Minister for Culture, Community and Youth Grace Fu having a local breakfast with (from left) Temasek Polytechnic students Vivian Zhu and Keisia Lim-Urquhart, Ngee Ann Polytechnic student Poh Huan Rong and Ngee Ann Polytechnic lecturer Pauline Ooi at
Minister for Culture, Community and Youth Grace Fu having a local breakfast with (from left) Temasek Polytechnic students Vivian Zhu and Keisia Lim-Urquhart, Ngee Ann Polytechnic student Poh Huan Rong and Ngee Ann Polytechnic lecturer Pauline Ooi at Yuhua Village Market and Food Centre in Jurong East.
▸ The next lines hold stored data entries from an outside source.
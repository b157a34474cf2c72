//! 4PL response model: probability and Fisher information.
//!
//! Purpose
//! -------
//! Evaluate the four-parameter logistic response function and its Fisher
//! information for a single item at a given ability. These two functions are
//! the kernel every higher layer builds on: the likelihood sums responses
//! over [`probability`], item selection maximizes [`fisher_information`],
//! and the standard error inverts its accumulated sum.
//!
//! Conventions
//! -----------
//! - `P(θ; ζ) = c + (d − c) / (1 + exp(−a (θ − b)))`, so `P → c` as
//!   `θ → −∞` and `P → d` as `θ → +∞`.
//! - `I(θ; ζ) = a² (q / p) ((p − c)² / (1 − c)²)` with `p = P(θ; ζ)` and
//!   `q = 1 − p`.
//! - Information is clamped to 0 when `p` sits numerically at or past an
//!   asymptote (`p ≤ c` or `p ≥ d`); the exact formula would otherwise
//!   produce NaN or ±∞ there.

use crate::irt::params::ItemParams;

/// Probability of a correct response under the 4PL model.
///
/// Bounded by the asymptotes: `c ≤ P(θ; ζ) ≤ d` for all finite `θ`.
pub fn probability(theta: f64, zeta: &ItemParams) -> f64 {
    let exponent = -zeta.discrimination * (theta - zeta.difficulty);
    zeta.guessing + (zeta.slipping - zeta.guessing) / (1.0 + exponent.exp())
}

/// Fisher information contributed by one item at ability `theta`.
///
/// Non-negative everywhere; exactly 0 when the response probability is at
/// or past an asymptote.
pub fn fisher_information(theta: f64, zeta: &ItemParams) -> f64 {
    let p = probability(theta, zeta);
    if p <= zeta.guessing || p >= zeta.slipping {
        return 0.0;
    }
    let q = 1.0 - p;
    let a = zeta.discrimination;
    let scaled = (p - zeta.guessing) / (1.0 - zeta.guessing);
    a * a * (q / p) * scaled * scaled
}
//! irt — the IRT math kernel.
//!
//! Purpose
//! -------
//! Provide the mathematical base layer of the adaptive engine: the
//! four-parameter logistic response model, Fisher information, the
//! log-likelihood of a response pattern, prior grids for EAP quadrature,
//! and the bisection search used by difficulty-targeted selection. Every
//! higher layer (estimators, selectors, sessions, the multi-CAT
//! controller) is built from these primitives.
//!
//! Key behaviors
//! -------------
//! - Canonicalize dynamically keyed item-parameter records into
//!   [`ItemParams`] and validate the 4PL domain (`params`).
//! - Evaluate `P(θ; ζ)` and `I(θ; ζ)` with asymptote guards (`model`).
//! - Accumulate ε-clamped Bernoulli log-likelihoods (`likelihood`).
//! - Build validated 0.1-step prior grids over the θ-bounds (`priors`).
//! - Locate the nearest difficulty in a sorted pool in O(log n)
//!   (`search`).
//!
//! Invariants & assumptions
//! ------------------------
//! - All kernel functions are pure; they neither allocate shared state nor
//!   perform I/O, and they assume their [`ItemParams`] inputs passed
//!   validation.
//! - `c ≤ P(θ; ζ) ≤ d` for all finite θ, and `I(θ; ζ) ≥ 0` with equality
//!   at or past the asymptotes.
//!
//! Downstream usage
//! ----------------
//! - The estimators consume [`log_likelihood`] and
//!   [`fisher_information`]; selection consumes [`fisher_information`] and
//!   [`closest_index`]; sessions own a [`PriorGrid`] when configured for
//!   EAP.

pub mod likelihood;
pub mod model;
pub mod params;
pub mod priors;
pub mod search;

// ---- Re-exports (primary public surface) ----------------------------------

pub use self::likelihood::log_likelihood;
pub use self::model::{fisher_information, probability};
pub use self::params::ItemParams;
pub use self::priors::{PriorGrid, PriorSpec};
pub use self::search::closest_index;

// ---- Optional convenience prelude for downstream crates -------------------

pub mod prelude {
    pub use super::likelihood::log_likelihood;
    pub use super::model::{fisher_information, probability};
    pub use super::params::ItemParams;
    pub use super::priors::{PriorGrid, PriorSpec};
    pub use super::search::closest_index;
}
They also gave out pamphlets encouraging people to pledge their support to uphold Singapore's hawker culture by scanning a QR code. ST PHOTO: JASMINE CHOONG
Minister for Culture, Community and Youth Grace Fu having a local breakfast with (from left) Temasek Polytechnic students Vivian Zhu and Keisia Lim-Urquhart, Ngee Ann Polytechnic student Poh Huan Rong and Ngee Ann Polytechnic lecturer Pauline Ooi at
Minister for Culture, Community and Youth Grace Fu having a local breakfast with Temasek Polytechnic students Vivian Zhu and Keisia Lim-Urquhart, Ngee Ann Polytechnic student Poh Huan Rong and Ngee Ann Polytechnic lecturer Pauline Ooi at Yuhua Village Market and Food Centre in Jurong East. They also gave out pamphlets (above) encouraging people to pledge their support to uphold Singapore's hawker culture by scanning a QR code. ST PHOTO: JASMINE CHOONG

As Singapore prepares to nominate its hawker culture for inscription into Unesco's Representative List of the Intangible Cultural Heritage of Humanity, some young Singaporeans have stepped up to lend their support to the bid.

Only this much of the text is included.